:: What to do ::
The response must consist of the lines below from the one with "the listing template" through the one with "validate_crawler_config(&config.crawler)?;", exactly as they appear and with both ends kept.

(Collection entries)
-----

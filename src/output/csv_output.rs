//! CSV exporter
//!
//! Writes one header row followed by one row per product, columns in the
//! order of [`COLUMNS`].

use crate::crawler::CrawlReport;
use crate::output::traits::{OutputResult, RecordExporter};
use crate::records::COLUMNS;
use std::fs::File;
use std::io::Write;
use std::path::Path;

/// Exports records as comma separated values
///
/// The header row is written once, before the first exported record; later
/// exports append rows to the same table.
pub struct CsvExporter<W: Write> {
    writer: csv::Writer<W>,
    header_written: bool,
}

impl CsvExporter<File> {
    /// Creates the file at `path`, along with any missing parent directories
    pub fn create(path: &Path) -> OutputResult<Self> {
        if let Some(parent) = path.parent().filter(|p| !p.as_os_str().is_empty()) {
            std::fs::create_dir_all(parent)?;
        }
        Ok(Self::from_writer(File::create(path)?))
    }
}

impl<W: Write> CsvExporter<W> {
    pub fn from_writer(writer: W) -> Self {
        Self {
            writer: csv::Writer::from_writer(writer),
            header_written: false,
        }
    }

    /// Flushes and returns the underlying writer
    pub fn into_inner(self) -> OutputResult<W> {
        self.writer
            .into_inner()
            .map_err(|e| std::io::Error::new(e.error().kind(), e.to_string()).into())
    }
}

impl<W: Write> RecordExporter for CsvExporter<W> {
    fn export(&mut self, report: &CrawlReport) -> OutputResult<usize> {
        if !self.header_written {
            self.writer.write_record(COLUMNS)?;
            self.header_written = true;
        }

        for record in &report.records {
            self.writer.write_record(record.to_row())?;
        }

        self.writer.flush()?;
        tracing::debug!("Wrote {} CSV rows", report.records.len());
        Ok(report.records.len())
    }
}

-----

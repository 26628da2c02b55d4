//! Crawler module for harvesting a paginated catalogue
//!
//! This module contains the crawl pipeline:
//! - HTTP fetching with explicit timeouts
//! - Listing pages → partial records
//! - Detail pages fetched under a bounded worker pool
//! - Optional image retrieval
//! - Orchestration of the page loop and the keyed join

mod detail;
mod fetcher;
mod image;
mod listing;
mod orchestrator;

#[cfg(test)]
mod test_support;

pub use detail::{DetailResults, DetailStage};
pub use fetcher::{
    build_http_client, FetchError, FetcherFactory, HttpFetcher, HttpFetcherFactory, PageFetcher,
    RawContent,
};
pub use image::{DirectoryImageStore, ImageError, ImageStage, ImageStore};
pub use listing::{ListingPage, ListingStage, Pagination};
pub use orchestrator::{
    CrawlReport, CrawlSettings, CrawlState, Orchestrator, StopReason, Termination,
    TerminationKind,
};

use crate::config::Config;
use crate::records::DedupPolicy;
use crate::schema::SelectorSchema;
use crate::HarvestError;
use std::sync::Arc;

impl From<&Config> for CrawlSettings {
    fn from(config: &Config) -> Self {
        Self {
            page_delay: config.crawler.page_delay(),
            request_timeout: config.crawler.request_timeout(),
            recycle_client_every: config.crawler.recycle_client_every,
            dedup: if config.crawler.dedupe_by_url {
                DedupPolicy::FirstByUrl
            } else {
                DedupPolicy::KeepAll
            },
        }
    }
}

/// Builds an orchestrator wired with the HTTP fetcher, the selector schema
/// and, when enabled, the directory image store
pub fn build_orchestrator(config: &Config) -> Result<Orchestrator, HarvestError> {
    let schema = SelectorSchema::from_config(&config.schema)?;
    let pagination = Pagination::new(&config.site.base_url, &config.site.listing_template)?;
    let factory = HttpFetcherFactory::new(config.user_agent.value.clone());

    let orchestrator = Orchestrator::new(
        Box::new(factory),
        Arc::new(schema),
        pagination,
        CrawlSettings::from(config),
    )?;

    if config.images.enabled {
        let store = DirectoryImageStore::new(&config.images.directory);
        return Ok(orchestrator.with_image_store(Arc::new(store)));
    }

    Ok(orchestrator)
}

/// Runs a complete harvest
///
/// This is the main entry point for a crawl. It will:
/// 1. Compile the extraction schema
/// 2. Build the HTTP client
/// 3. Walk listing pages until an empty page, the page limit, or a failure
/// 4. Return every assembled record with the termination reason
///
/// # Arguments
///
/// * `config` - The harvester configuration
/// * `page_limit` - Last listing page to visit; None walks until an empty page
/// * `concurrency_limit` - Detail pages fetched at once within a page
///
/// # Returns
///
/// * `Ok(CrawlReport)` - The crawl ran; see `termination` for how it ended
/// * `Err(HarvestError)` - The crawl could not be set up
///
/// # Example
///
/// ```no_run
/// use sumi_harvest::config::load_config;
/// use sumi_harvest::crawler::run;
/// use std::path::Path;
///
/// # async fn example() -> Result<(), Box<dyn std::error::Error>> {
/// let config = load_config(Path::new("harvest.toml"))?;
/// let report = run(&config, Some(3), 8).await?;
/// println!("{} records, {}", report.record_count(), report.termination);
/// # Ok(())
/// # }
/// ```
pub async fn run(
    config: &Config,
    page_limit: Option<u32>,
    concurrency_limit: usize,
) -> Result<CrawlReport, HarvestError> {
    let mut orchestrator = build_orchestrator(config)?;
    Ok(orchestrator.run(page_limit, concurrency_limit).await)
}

-----

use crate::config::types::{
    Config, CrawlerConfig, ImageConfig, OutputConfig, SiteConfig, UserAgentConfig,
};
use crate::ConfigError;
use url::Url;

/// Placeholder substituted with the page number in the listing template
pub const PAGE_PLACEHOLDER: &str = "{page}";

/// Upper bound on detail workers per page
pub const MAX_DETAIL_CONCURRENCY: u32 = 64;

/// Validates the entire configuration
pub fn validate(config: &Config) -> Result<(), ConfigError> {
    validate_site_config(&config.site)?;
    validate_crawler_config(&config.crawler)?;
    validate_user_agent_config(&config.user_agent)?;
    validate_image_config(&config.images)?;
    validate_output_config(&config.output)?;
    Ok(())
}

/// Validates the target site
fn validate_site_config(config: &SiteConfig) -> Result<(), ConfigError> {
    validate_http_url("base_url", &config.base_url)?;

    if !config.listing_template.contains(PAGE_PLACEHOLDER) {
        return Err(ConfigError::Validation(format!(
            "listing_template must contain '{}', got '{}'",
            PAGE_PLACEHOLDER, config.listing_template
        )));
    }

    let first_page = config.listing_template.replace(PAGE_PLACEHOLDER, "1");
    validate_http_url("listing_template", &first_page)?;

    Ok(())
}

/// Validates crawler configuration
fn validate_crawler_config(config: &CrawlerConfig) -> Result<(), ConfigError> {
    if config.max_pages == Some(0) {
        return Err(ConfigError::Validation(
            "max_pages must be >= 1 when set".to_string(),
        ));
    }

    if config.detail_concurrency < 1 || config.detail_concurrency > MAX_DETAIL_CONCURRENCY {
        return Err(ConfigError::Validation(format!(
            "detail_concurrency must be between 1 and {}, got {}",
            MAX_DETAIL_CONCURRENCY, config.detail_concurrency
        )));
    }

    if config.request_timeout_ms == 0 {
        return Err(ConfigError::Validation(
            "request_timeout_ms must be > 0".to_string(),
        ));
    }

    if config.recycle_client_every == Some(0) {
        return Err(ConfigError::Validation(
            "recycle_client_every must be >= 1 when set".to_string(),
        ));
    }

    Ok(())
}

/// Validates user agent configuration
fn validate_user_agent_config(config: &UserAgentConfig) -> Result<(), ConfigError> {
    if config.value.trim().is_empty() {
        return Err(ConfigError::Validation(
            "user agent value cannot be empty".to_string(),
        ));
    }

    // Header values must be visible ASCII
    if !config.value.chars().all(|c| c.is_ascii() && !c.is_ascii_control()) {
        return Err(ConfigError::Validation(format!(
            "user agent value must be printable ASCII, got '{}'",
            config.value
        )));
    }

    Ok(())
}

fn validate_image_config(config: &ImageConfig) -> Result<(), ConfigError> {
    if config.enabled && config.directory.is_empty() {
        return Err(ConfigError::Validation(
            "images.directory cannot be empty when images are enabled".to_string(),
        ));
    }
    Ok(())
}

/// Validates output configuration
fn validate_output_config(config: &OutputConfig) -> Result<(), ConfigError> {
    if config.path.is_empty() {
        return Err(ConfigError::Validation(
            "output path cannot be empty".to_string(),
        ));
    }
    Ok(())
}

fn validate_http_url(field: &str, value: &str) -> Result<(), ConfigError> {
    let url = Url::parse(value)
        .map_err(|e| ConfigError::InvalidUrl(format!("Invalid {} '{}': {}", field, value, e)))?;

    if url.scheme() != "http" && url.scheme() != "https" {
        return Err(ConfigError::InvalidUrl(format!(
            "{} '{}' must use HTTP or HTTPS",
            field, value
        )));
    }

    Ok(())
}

-----

:: Task answer ::
/// Placeholder substituted with the page number in the listing template
pub const PAGE_PLACEHOLDER: &str = "{page}";

/// Upper bound on detail workers per page
pub const MAX_DETAIL_CONCURRENCY: u32 = 64;

/// Validates the entire configuration
pub fn validate(config: &Config) -> Result<(), ConfigError> {
    validate_site_config(&config.site)?;
    validate_crawler_config(&config.crawler)?;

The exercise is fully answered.